All that is wanted is a word-for-word copy of the data from its first line to the line containing "enum or class.", both included.

==== Material to process

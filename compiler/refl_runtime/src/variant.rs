//! Type-erased values.
//!
//! A [`Variant`] carries its own type tag. Every typed read checks the tag
//! and yields `None` on mismatch; nothing is ever reinterpreted.

use std::fmt;

use refl_ir::{Name, StringLookup};

use crate::object::ObjectRef;

/// Value of a reflected enum: the enum's name plus the constant's value.
#[derive(Copy, Clone, Debug, PartialEq, Eq, Hash)]
pub struct EnumValue {
    pub ty: Name,
    pub value: i64,
}

/// Type tag of a [`Variant`].
///
/// Enum and object tags carry the declared type name, so two tags match
/// only for the same enum or class.
#[derive(Copy, Clone, Debug, PartialEq, Eq, Hash, Default)]
pub enum VariantType {
    #[default]
    Invalid,
    Bool,
    I8,
    I16,
    I32,
    I64,
    U8,
    U16,
    U32,
    U64,
    F32,
    F64,
    String,
    Name,
    Enum(Name),
    Object(Name),
}

impl VariantType {
    /// Zero value of this type.
    ///
    /// Object types have no zero value and yield an invalid variant.
    pub fn default_value(self) -> Variant {
        match self {
            VariantType::Invalid | VariantType::Object(_) => Variant::Invalid,
            VariantType::Bool => Variant::Bool(false),
            VariantType::I8 => Variant::I8(0),
            VariantType::I16 => Variant::I16(0),
            VariantType::I32 => Variant::I32(0),
            VariantType::I64 => Variant::I64(0),
            VariantType::U8 => Variant::U8(0),
            VariantType::U16 => Variant::U16(0),
            VariantType::U32 => Variant::U32(0),
            VariantType::U64 => Variant::U64(0),
            VariantType::F32 => Variant::F32(0.0),
            VariantType::F64 => Variant::F64(0.0),
            VariantType::String => Variant::String(String::new()),
            VariantType::Name => Variant::Name(Name::NONE),
            VariantType::Enum(ty) => Variant::Enum(EnumValue { ty, value: 0 }),
        }
    }

    /// Keyword for scalar tags.
    pub const fn keyword(self) -> &'static str {
        match self {
            VariantType::Invalid => "invalid",
            VariantType::Bool => "bool",
            VariantType::I8 => "int8",
            VariantType::I16 => "int16",
            VariantType::I32 => "int32",
            VariantType::I64 => "int64",
            VariantType::U8 => "uint8",
            VariantType::U16 => "uint16",
            VariantType::U32 => "uint32",
            VariantType::U64 => "uint64",
            VariantType::F32 => "float",
            VariantType::F64 => "double",
            VariantType::String => "string",
            VariantType::Name => "name",
            VariantType::Enum(_) => "enum",
            VariantType::Object(_) => "object",
        }
    }

    /// Human-readable rendering, resolving enum and class names.
    pub fn describe<L: StringLookup + ?Sized>(self, lookup: &L) -> String {
        match self {
            VariantType::Enum(name) => format!("enum {}", name.display(lookup)),
            VariantType::Object(name) => format!("object {}", name.display(lookup)),
            scalar => scalar.keyword().to_owned(),
        }
    }
}

/// Tagged, type-erased value.
#[derive(Clone, Debug, Default)]
pub enum Variant {
    #[default]
    Invalid,
    Bool(bool),
    I8(i8),
    I16(i16),
    I32(i32),
    I64(i64),
    U8(u8),
    U16(u16),
    U32(u32),
    U64(u64),
    F32(f32),
    F64(f64),
    String(String),
    Name(Name),
    Enum(EnumValue),
    /// Handle to a live instance; clones share the instance.
    Object(ObjectRef),
}

impl Variant {
    /// Returns `true` for anything but [`Variant::Invalid`].
    #[inline]
    pub fn is_valid(&self) -> bool {
        !matches!(self, Variant::Invalid)
    }

    /// Type tag of the held value.
    pub fn ty(&self) -> VariantType {
        match self {
            Variant::Invalid => VariantType::Invalid,
            Variant::Bool(_) => VariantType::Bool,
            Variant::I8(_) => VariantType::I8,
            Variant::I16(_) => VariantType::I16,
            Variant::I32(_) => VariantType::I32,
            Variant::I64(_) => VariantType::I64,
            Variant::U8(_) => VariantType::U8,
            Variant::U16(_) => VariantType::U16,
            Variant::U32(_) => VariantType::U32,
            Variant::U64(_) => VariantType::U64,
            Variant::F32(_) => VariantType::F32,
            Variant::F64(_) => VariantType::F64,
            Variant::String(_) => VariantType::String,
            Variant::Name(_) => VariantType::Name,
            Variant::Enum(value) => VariantType::Enum(value.ty),
            Variant::Object(object) => VariantType::Object(object.class()),
        }
    }

    /// Typed copy of the value, or `None` if the tag differs.
    #[inline]
    pub fn get<T: VariantValue>(&self) -> Option<T> {
        T::from_variant(self)
    }

    pub fn as_str(&self) -> Option<&str> {
        match self {
            Variant::String(s) => Some(s),
            _ => None,
        }
    }

    pub fn as_object(&self) -> Option<&ObjectRef> {
        match self {
            Variant::Object(object) => Some(object),
            _ => None,
        }
    }

    pub fn as_enum(&self) -> Option<EnumValue> {
        match self {
            Variant::Enum(value) => Some(*value),
            _ => None,
        }
    }
}

impl PartialEq for Variant {
    fn eq(&self, other: &Self) -> bool {
        match (self, other) {
            (Variant::Invalid, Variant::Invalid) => true,
            (Variant::Bool(a), Variant::Bool(b)) => a == b,
            (Variant::I8(a), Variant::I8(b)) => a == b,
            (Variant::I16(a), Variant::I16(b)) => a == b,
            (Variant::I32(a), Variant::I32(b)) => a == b,
            (Variant::I64(a), Variant::I64(b)) => a == b,
            (Variant::U8(a), Variant::U8(b)) => a == b,
            (Variant::U16(a), Variant::U16(b)) => a == b,
            (Variant::U32(a), Variant::U32(b)) => a == b,
            (Variant::U64(a), Variant::U64(b)) => a == b,
            (Variant::F32(a), Variant::F32(b)) => a == b,
            (Variant::F64(a), Variant::F64(b)) => a == b,
            (Variant::String(a), Variant::String(b)) => a == b,
            (Variant::Name(a), Variant::Name(b)) => a == b,
            (Variant::Enum(a), Variant::Enum(b)) => a == b,
            // Identity, not structural equality
            (Variant::Object(a), Variant::Object(b)) => a.ptr_eq(b),
            _ => false,
        }
    }
}

impl fmt::Display for Variant {
    fn fmt(&self, f: &mut fmt::Formatter<'_>) -> fmt::Result {
        match self {
            Variant::Invalid => f.write_str("<invalid>"),
            Variant::Bool(v) => write!(f, "{v}"),
            Variant::I8(v) => write!(f, "{v}"),
            Variant::I16(v) => write!(f, "{v}"),
            Variant::I32(v) => write!(f, "{v}"),
            Variant::I64(v) => write!(f, "{v}"),
            Variant::U8(v) => write!(f, "{v}"),
            Variant::U16(v) => write!(f, "{v}"),
            Variant::U32(v) => write!(f, "{v}"),
            Variant::U64(v) => write!(f, "{v}"),
            Variant::F32(v) => write!(f, "{v}"),
            Variant::F64(v) => write!(f, "{v}"),
            Variant::String(v) => write!(f, "{v:?}"),
            Variant::Name(v) => write!(f, "{v:?}"),
            Variant::Enum(v) => write!(f, "{}", v.value),
            Variant::Object(v) => write!(f, "{v:?}"),
        }
    }
}

/// Rust types with a fixed [`VariantType`] tag.
pub trait VariantValue: Sized {
    const TYPE: VariantType;

    fn into_variant(self) -> Variant;

    fn from_variant(value: &Variant) -> Option<Self>;
}

macro_rules! copy_variant_value {
    ($($ty:ty => $tag:ident),* $(,)?) => {
        $(
            impl VariantValue for $ty {
                const TYPE: VariantType = VariantType::$tag;

                #[inline]
                fn into_variant(self) -> Variant {
                    Variant::$tag(self)
                }

                #[inline]
                fn from_variant(value: &Variant) -> Option<Self> {
                    match value {
                        Variant::$tag(v) => Some(*v),
                        _ => None,
                    }
                }
            }

            impl From<$ty> for Variant {
                #[inline]
                fn from(value: $ty) -> Self {
                    Variant::$tag(value)
                }
            }
        )*
    };
}

copy_variant_value! {
    bool => Bool,
    i8 => I8,
    i16 => I16,
    i32 => I32,
    i64 => I64,
    u8 => U8,
    u16 => U16,
    u32 => U32,
    u64 => U64,
    f32 => F32,
    f64 => F64,
    Name => Name,
}

impl VariantValue for String {
    const TYPE: VariantType = VariantType::String;

    fn into_variant(self) -> Variant {
        Variant::String(self)
    }

    fn from_variant(value: &Variant) -> Option<Self> {
        value.as_str().map(str::to_owned)
    }
}

impl From<String> for Variant {
    fn from(value: String) -> Self {
        Variant::String(value)
    }
}

impl From<&str> for Variant {
    fn from(value: &str) -> Self {
        Variant::String(value.to_owned())
    }
}

impl From<EnumValue> for Variant {
    fn from(value: EnumValue) -> Self {
        Variant::Enum(value)
    }
}

impl From<ObjectRef> for Variant {
    fn from(value: ObjectRef) -> Self {
        Variant::Object(value)
    }
}

#[cfg(test)]
#[allow(
    clippy::unwrap_used,
    reason = "tests use unwrap to panic on unexpected state"
)]
mod tests;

========

> [Task answer]
filename compiler/refl_runtime/src/variant.rs
//! Type-erased values.
//!
//! A [`Variant`] carries its own type tag. Every typed read checks the tag
//! and yields `None` on mismatch; nothing is ever reinterpreted.

use std::fmt;

use refl_ir::{Name, StringLookup};

use crate::object::ObjectRef;

/// Value of a reflected enum: the enum's name plus the constant's value.
#[derive(Copy, Clone, Debug, PartialEq, Eq, Hash)]
pub struct EnumValue {
    pub ty: Name,
    pub value: i64,
}

/// Type tag of a [`Variant`].
///
/// Enum and object tags carry the declared type name, so two tags match
/// only for the same enum or class.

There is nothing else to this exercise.